The groups also broadened their objection beyond Section 604, warning that other provisions could weaken anti-money-laundering and counter-terrorism-financing safeguards and arguing that no class of participant, including mixers, tumblers, and some DeFi services, should receive a blanket exemption from registration, know-your-customer, or Bank Secrecy Act obligations.
What Section 604 actually does
At the center of the fight is a provision with a long history. Section 604 folds in the Blockchain Regulatory Certainty Act (BRCA), first introduced by Representative Tom Emmer in 2018, which establishes that a non-controlling developer or infrastructure provider, one who cannot move or control a user’s assets, is not a money transmitter under federal law, shielding such builders from money-services registration and money-transmission prosecution.
For the industry, the provision is foundational. More than 60 founders and investors from firms including Coinbase, a16z crypto, Uniswap, and Kraken urged the Senate to keep the BRCA intact, arguing that without legal certainty, open-source development moves offshore.
Supporters note the bill is written to preserve the criminal carve-out under 18 U.S.C. § 1960 — meaning anyone who knowingly facilitates the movement of criminal proceeds remains exposed—a reading that blockchain-intelligence firm TRM Labs has affirmed in its own analysis. Senator Cynthia Lummis has called the result the most pro-law-enforcement digital-asset bill Congress has considered, pointing to the 2025 conviction of Tornado Cash co-founder Roman Storm as the case the safe harbor is meant to clarify.
Law enforcement reads the same text differently.
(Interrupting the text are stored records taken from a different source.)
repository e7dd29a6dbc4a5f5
pub mod memory;
pub mod user;

pub use memory::InMemoryUserRepository;
pub use user::PostgresUserRepository;
use jsonwebtoken::decode;
use jsonwebtoken::encode;
use jsonwebtoken::errors::ErrorKind;
use jsonwebtoken::Algorithm;
use jsonwebtoken::DecodingKey;
use jsonwebtoken::EncodingKey;
use jsonwebtoken::Header;
use jsonwebtoken::Validation;
use serde::Serialize;

use super::claims::Claims;
use super::errors::JwtError;

/// JWT token handler for encoding and decoding tokens.
///
/// Uses HS256 (HMAC with SHA-256). The secret is fixed at construction.
pub struct JwtHandler {
    encoding_key: EncodingKey,
    decoding_key: DecodingKey,
    algorithm: Algorithm,
}

impl JwtHandler {
    /// Create a new JWT handler with a secret key.
    ///
    /// # Security Notes
    /// - The secret should be at least 256 bits (32 bytes) for HS256
    /// - Store secrets in environment variables or secure vaults, never in code
    pub fn new(secret: &[u8]) -> Self {
        Self {
            encoding_key: EncodingKey::from_secret(secret),
            decoding_key: DecodingKey::from_secret(secret),
            algorithm: Algorithm::HS256,
        }
    }

    /// Encode claims into a signed JWT token.
    ///
    /// # Errors
    /// * `EncodingFailed` - Token encoding failed
    pub fn encode<T: Serialize>(&self, claims: &T) -> Result<String, JwtError> {
        let header = Header::new(self.algorithm);

        encode(&header, claims, &self.encoding_key)
            .map_err(|e| JwtError::EncodingFailed(e.to_string()))
    }

    /// Decode and validate a JWT token.
    ///
    /// Signature, `exp` and `sub` are mandatory; expiry is checked with no leeway.
    ///
    /// # Errors
    /// * `Expired` - Token is past its `exp` claim
    /// * `InvalidSignature` - Signature or algorithm does not match
    /// * `Malformed` - Anything else: bad encoding, missing or invalid claims
    pub fn decode(&self, token: &str) -> Result<Claims, JwtError> {
        let mut validation = Validation::new(self.algorithm);
        validation.set_required_spec_claims(&["exp", "sub"]);
        validation.leeway = 0;

        decode::<Claims>(token, &self.decoding_key, &validation)
            .map(|token_data| token_data.claims)
            .map_err(|e| match e.kind() {
                ErrorKind::ExpiredSignature => JwtError::Expired,
                ErrorKind::InvalidSignature | ErrorKind::InvalidAlgorithm => {
                    JwtError::InvalidSignature
                }
                _ => JwtError::Malformed(e.to_string()),
            })
    }
}

#[cfg(test)]
mod tests {
    use chrono::Duration;
    use chrono::Utc;

    use super::*;

    const SECRET: &[u8] = b"my_secret_key_at_least_32_bytes_long!";

    #[test]
    fn test_encode_and_decode() {
        let handler = JwtHandler::new(SECRET);
        let claims = Claims::for_subject("user123", Duration::hours(1));

        let token = handler.encode(&claims).expect("Failed to encode token");
        assert!(!token.is_empty());

        let decoded = handler.decode(&token).expect("Failed to decode token");
        assert_eq!(decoded, claims);
    }

    #[test]
    fn test_decode_garbage_is_malformed() {
        let handler = JwtHandler::new(SECRET);

        assert!(matches!(
            handler.decode("invalid.token.here"),
            Err(JwtError::Malformed(_))
        ));
        assert!(matches!(
            handler.decode("not-a-jwt"),
            Err(JwtError::Malformed(_))
        ));
    }

    #[test]
    fn test_decode_with_wrong_secret() {
        let handler1 = JwtHandler::new(b"secret1_at_least_32_bytes_long_key!");
        let handler2 = JwtHandler::new(b"secret2_at_least_32_bytes_long_key!");

        let claims = Claims::for_subject("user123", Duration::hours(1));
        let token = handler1.encode(&claims).expect("Failed to encode token");

        assert_eq!(handler2.decode(&token), Err(JwtError::InvalidSignature));
    }

    #[test]
    fn test_decode_with_swapped_payload() {
        let handler = JwtHandler::new(SECRET);

        let alice = handler
            .encode(&Claims::for_subject("alice", Duration::hours(1)))
            .expect("Failed to encode token");
        let mallory = handler
            .encode(&Claims::for_subject("mallory", Duration::hours(1)))
            .expect("Failed to encode token");

        let alice_parts: Vec<&str> = alice.split('.').collect();
        let mallory_parts: Vec<&str> = mallory.split('.').collect();
        let forged = format!(
            "{}.{}.{}",
            alice_parts[0], mallory_parts[1], alice_parts[2]
        );

        assert_eq!(handler.decode(&forged), Err(JwtError::InvalidSignature));
    }

    #[test]
    fn test_decode_expired_token() {
        let handler = JwtHandler::new(SECRET);
        let now = Utc::now().timestamp();
        let claims = Claims {
            sub: "user123".to_string(),
            iat: now - 120,
            exp: now - 10,
        };

        let token = handler.encode(&claims).expect("Failed to encode token");

        assert_eq!(handler.decode(&token), Err(JwtError::Expired));
    }

    #[test]
    fn test_decode_missing_subject() {
        #[derive(Serialize)]
        struct NoSubject {
            exp: i64,
        }

        let handler = JwtHandler::new(SECRET);
        let token = handler
            .encode(&NoSubject {
                exp: Utc::now().timestamp() + 3600,
            })
            .expect("Failed to encode token");

        assert!(matches!(handler.decode(&token), Err(JwtError::Malformed(_))));
    }
}
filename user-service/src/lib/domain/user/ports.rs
use async_trait::async_trait;
use chrono::DateTime;
use chrono::Utc;

use crate::domain::access::context::AuthContext;
use crate::domain::user::models::AuthSession;
use crate::domain::user::models::ChangePasswordCommand;
use crate::domain::user::models::EmailAddress;
use crate::domain::user::models::LoginCommand;
use crate::domain::user::models::RegisterCommand;
use crate::domain::user::models::UpdateProfileCommand;
use crate::domain::user::models::User;
use crate::domain::user::models::UserChanges;
use crate::domain::user::models::UserId;
use crate::domain::user::models::Username;
use crate::user::errors::UserError;

/// Port for the identity operations exposed to transports.
#[async_trait]
pub trait UserServicePort: Send + Sync + 'static {
    /// Build the authentication context of an inbound request.
    ///
    /// # Arguments
    /// * `authorization` - Raw `Authorization` header value, if any
    ///
    /// # Returns
    /// Anonymous or authenticated context; never fails
    async fn resolve_context(&self, authorization: Option<&str>) -> AuthContext;

    /// Register a new account and log it in.
    ///
    /// # Returns
    /// Token and created user
    ///
    /// # Errors
    /// * `UsernameAlreadyExists` / `EmailAlreadyExists` - Identity already in use by a live user
    /// * `WeakPassword` - Password shorter than the policy minimum
    async fn register(&self, command: RegisterCommand) -> Result<AuthSession, UserError>;

    /// Exchange email and password for a token.
    ///
    /// # Errors
    /// * `InvalidCredentials` - Unknown email or wrong password, indistinguishably
    async fn login(&self, command: LoginCommand) -> Result<AuthSession, UserError>;

    /// Return the caller's own record.
    ///
    /// # Errors
    /// * `Unauthenticated` - No authenticated caller
    async fn me(&self, ctx: &AuthContext) -> Result<User, UserError>;

    /// Return a user by id. Managers may read anyone; others only themselves.
    ///
    /// # Errors
    /// * `Unauthenticated` - No authenticated caller
    /// * `NotFound` - No live user with this id
    /// * `Forbidden` - Caller is neither the target nor a manager
    async fn get_user(&self, ctx: &AuthContext, id: &UserId) -> Result<User, UserError>;

    /// List all live users, most recently created first. Managers only.
    ///
    /// # Errors
    /// * `Unauthenticated` - No authenticated caller
    /// * `Forbidden` - Caller is not a manager
    async fn list_users(&self, ctx: &AuthContext) -> Result<Vec<User>, UserError>;

    /// Update the caller's username, email or role.
    ///
    /// # Errors
    /// * `Unauthenticated` - No authenticated caller
    /// * `UsernameAlreadyExists` / `EmailAlreadyExists` - Value used by another live user
    /// * `Forbidden` - Role change requested by a non-manager
    async fn update_profile(
        &self,
        ctx: &AuthContext,
        command: UpdateProfileCommand,
    ) -> Result<User, UserError>;

    /// Replace the caller's password after checking the current one.
    ///
    /// # Errors
    /// * `Unauthenticated` - No authenticated caller
    /// * `InvalidCredentials` - Current password does not verify
    /// * `WeakPassword` - New password shorter than the policy minimum
    async fn change_password(
        &self,
        ctx: &AuthContext,
        command: ChangePasswordCommand,
    ) -> Result<(), UserError>;

    /// Soft-delete another user. Managers only.
    ///
    /// # Errors
    /// * `Unauthenticated` - No authenticated caller
    /// * `Forbidden` - Caller is not a manager
    /// * `SelfDeletion` - Target is the caller
    /// * `NotFound` - No live user with this id
    async fn delete_user(&self, ctx: &AuthContext, id: &UserId) -> Result<(), UserError>;
}

/// Persistence operations for user aggregate.
///
/// Every read is scoped to live (non-deleted) records. Implementations must
/// enforce username and email uniqueness among live records atomically with
/// the write, not with a separate read.
#[async_trait]
pub trait UserRepository: Send + Sync + 'static {
    /// Persist new user to storage.
    ///
    /// # Errors
    /// * `UsernameAlreadyExists` - Username is taken by a live user
    /// * `EmailAlreadyExists` - Email is taken by a live user
    /// * `DatabaseError` - Database operation failed
    async fn create(&self, user: User) -> Result<User, UserError>;

    /// Retrieve live user by identifier.
    async fn find_by_id(&self, id: &UserId) -> Result<Option<User>, UserError>;

    /// Retrieve live user by username.
    async fn find_by_username(&self, username: &Username) -> Result<Option<User>, UserError>;

    /// Retrieve live user by email address.
    async fn find_by_email(&self, email: &EmailAddress) -> Result<Option<User>, UserError>;

    /// Retrieve a live user matching either the email or the username.
    ///
    /// When two different users match, the one owning the email wins.
    async fn find_by_email_or_username(
        &self,
        email: &EmailAddress,
        username: &Username,
    ) -> Result<Option<User>, UserError>;

    /// Retrieve all live users, most recently created first.
    async fn list_live(&self) -> Result<Vec<User>, UserError>;

    /// Apply `changes` to a live user and stamp `updated_at`, as one atomic write.
    ///
    /// Fields not set in `changes` keep their current stored value.
    ///
    /// # Returns
    /// The record as stored after the write
    ///
    /// # Errors
    /// * `NotFound` - No live user with this id
    /// * `UsernameAlreadyExists` - New username is taken by another live user
    /// * `EmailAlreadyExists` - New email is taken by another live user
    /// * `DatabaseError` - Database operation failed
    async fn update(
        &self,
        id: &UserId,
        changes: UserChanges,
        updated_at: DateTime<Utc>,
    ) -> Result<User, UserError>;

    /// Mark a live user as deleted.
    ///
    /// # Errors
    /// * `NotFound` - No live user with this id (including already deleted ones)
    /// * `DatabaseError` - Database operation failed
    async fn soft_delete(&self, id: &UserId, deleted_at: DateTime<Utc>) -> Result<(), UserError>;
}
The signatories stressed their concern is not with those who “merely write or publish software code” but with broad exemptions they argue could shield entities that facilitate the movement of digital assets and weaken longstanding investigative tools. Where supporters see a settled compromise, the coalition sees gaps a sophisticated actor could exploit—the unresolved core of a disagreement that has run for months.
Cracks in the law-enforcement front
The most telling detail is in who did not sign. The letter carries four names, but two law-enforcement groups deeply involved in the negotiations — the Fraternal Order of Police and the National Association of Police Organizations — are absent from it.
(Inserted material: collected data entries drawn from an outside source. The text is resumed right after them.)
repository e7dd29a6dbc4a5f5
use std::sync::Arc;
use std::time::Duration;

use axum::body::Body;
use axum::http::Request;
use axum::http::Response;
use axum::middleware;
use axum::routing::get;
use axum::routing::post;
use axum::Router;
use tower_http::cors::CorsLayer;
use tower_http::trace::TraceLayer;
use tracing::Span;

use super::handlers::change_password::change_password;
use super::handlers::delete_user::delete_user;
use super::handlers::get_me::get_me;
use super::handlers::get_user::get_user;
use super::handlers::health::health;
use super::handlers::list_users::list_users;
use super::handlers::login::login;
use super::handlers::register::register;
use super::handlers::update_profile::update_profile;
use super::middleware::resolve_auth_context;
use crate::domain::user::ports::UserServicePort;

#[derive(Clone)]
pub struct AppState {
    pub user_service: Arc<dyn UserServicePort>,
}

pub fn create_router(user_service: Arc<dyn UserServicePort>) -> Router {
    let state = AppState { user_service };

    let public_routes = Router::new()
        .route("/api/auth/register", post(register))
        .route("/api/auth/login", post(login));

    // Every route below runs with a resolved AuthContext; access rules are
    // enforced by the operations themselves.
    let identity_routes = Router::new()
        .route("/api/me", get(get_me).patch(update_profile))
        .route("/api/me/password", post(change_password))
        .route("/api/users", get(list_users))
        .route("/api/users/:user_id", get(get_user).delete(delete_user))
        .route_layer(middleware::from_fn_with_state(
            state.clone(),
            resolve_auth_context,
        ));

    // Headers are left out of the span: they carry bearer tokens.
    let trace_layer = TraceLayer::new_for_http()
        .make_span_with(|request: &Request<Body>| {
            tracing::info_span!(
                "http_request",
                method = %request.method(),
                uri = %request.uri(),
                version = ?request.version(),
            )
        })
        .on_request(|request: &Request<Body>, _span: &Span| {
            tracing::info!(
                method = %request.method(),
                uri = %request.uri(),
                "Request started"
            );
        })
        .on_response(
            |response: &Response<Body>, latency: Duration, _span: &Span| {
                tracing::info!(
                    status = response.status().as_u16(),
                    latency_ms = latency.as_millis(),
                    "Request completed"
                );
            },
        );

    Router::new()
        .route("/health", get(health))
        .merge(public_routes)
        .merge(identity_routes)
        .layer(trace_layer)
        .layer(CorsLayer::permissive())
        .with_state(state)
}
use std::sync::Arc;

use auth::Authenticator;
use auth::HashingParams;
use auth::PasswordHasher;
use sqlx::postgres::PgPoolOptions;
use tracing_subscriber::layer::SubscriberExt;
use tracing_subscriber::util::SubscriberInitExt;
use user_service::config::Config;
use user_service::domain::user::ports::UserServicePort;
use user_service::domain::user::service::UserService;
use user_service::inbound::http::router::create_router;
use user_service::outbound::repositories::InMemoryUserRepository;
use user_service::outbound::repositories::PostgresUserRepository;

#[tokio::main]
async fn main() -> Result<(), anyhow::Error> {
    tracing_subscriber::registry()
        .with(
            tracing_subscriber::EnvFilter::try_from_default_env()
                .unwrap_or_else(|_| "user_service=debug,tower_http=debug".into()),
        )
        .with(tracing_subscriber::fmt::layer())
        .init();

    tracing::info!(
        service = "user-service",
        version = env!("CARGO_PKG_VERSION"),
        "Service starting"
    );

    let config = Config::load()?;

    tracing::info!(
        http_port = config.server.http_port,
        storage = if config.database.url.is_some() { "postgresql" } else { "memory" },
        token_lifetime_hours = config.jwt.expiration_hours,
        "Configuration loaded"
    );

    let password_hasher = PasswordHasher::with_params(HashingParams::from(&config.password))?;
    let authenticator = Arc::new(Authenticator::new(
        config.jwt.secret.as_bytes(),
        chrono::Duration::hours(config.jwt.expiration_hours),
        password_hasher,
    ));

    let user_service: Arc<dyn UserServicePort> = match &config.database.url {
        Some(url) => {
            let pg_pool = PgPoolOptions::new()
                .max_connections(config.database.max_connections)
                .connect(url)
                .await?;
            tracing::info!(
                max_connections = config.database.max_connections,
                database = "postgresql",
                "Database connection pool created"
            );

            sqlx::migrate!("./migrations").run(&pg_pool).await?;
            tracing::info!(database = "postgresql", "Database migrations completed");

            let user_repository = Arc::new(PostgresUserRepository::new(pg_pool));
            Arc::new(UserService::new(user_repository, authenticator))
        }
        None => {
            tracing::warn!("No database configured, users are kept in memory");
            let user_repository = Arc::new(InMemoryUserRepository::new());
            Arc::new(UserService::new(user_repository, authenticator))
        }
    };

    let http_address = format!("0.0.0.0:{}", config.server.http_port);
    let http_listener = tokio::net::TcpListener::bind(&http_address).await?;
    tracing::info!(
        address = %http_address,
        port = config.server.http_port,
        protocol = "http",
        "Http server listening"
    );

    axum::serve(http_listener, create_router(user_service)).await?;

    tracing::info!("Server exited");

    Ok(())
}
pub mod config;
pub mod domain;
pub mod inbound;
pub mod outbound;

pub use domain::user;
pub use outbound::repositories;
That omission is sharper set against the record. At a roughly 90-minute White House meeting on the BRCA earlier this month, the Fraternal Order of Police and NAPO were among the groups that attended, while the National Sheriffs’ Association was invited but did not participate. Three weeks later, the alignment has flipped: the Sheriffs’ Association is now a signatory to the opposition letter, while the two groups that sat at the table with administration officials declined to add their names.
The pattern suggests the administration’s outreach may have peeled some organizations away from a unified front, isolating the holdouts; a split that matters, because the persuasiveness of the law-enforcement objection rests in part on its appearance of consensus.
A narrowing window
The letter lands with the legislative clock running. Supporters have warned the bill likely needs to clear the Senate before the August recess to have a realistic path this year, and prediction markets now price its 2026 passage near 48%, down from roughly 74% a month ago. Section 604 is not the only obstacle: a separate fight over ethics provisions addressing government officials’ crypto ties remain live, and the Senate bill must still be reconciled with parallel Agriculture Committee work before any floor vote.
The contrast across the Capitol is striking. The House Financial Services Committee has scheduled a July 17 field hearing in New York titled “Building the Future of Finance: How the CLARITY Act Unlocks Innovation,” an upbeat showcase announced by Chairman French Hill. But the House already passed its version of the bill in July 2025, making the hearing more a messaging exercise than a legislative gate—and its optimistic framing sits awkwardly beside a Senate process where law enforcement’s safeguards concerns remain unresolved.
For now, the coalition has restated a position it has held since the provision first drew scrutiny, while signaling it remains willing to keep negotiating. Whether the administration can convert that willingness into the sign-off swing senators are waiting for, and whether the groups now sitting out the letter reflect momentum or merely fatigue, will help decide if the most consequential crypto bill in years reaches the floor before the window closes.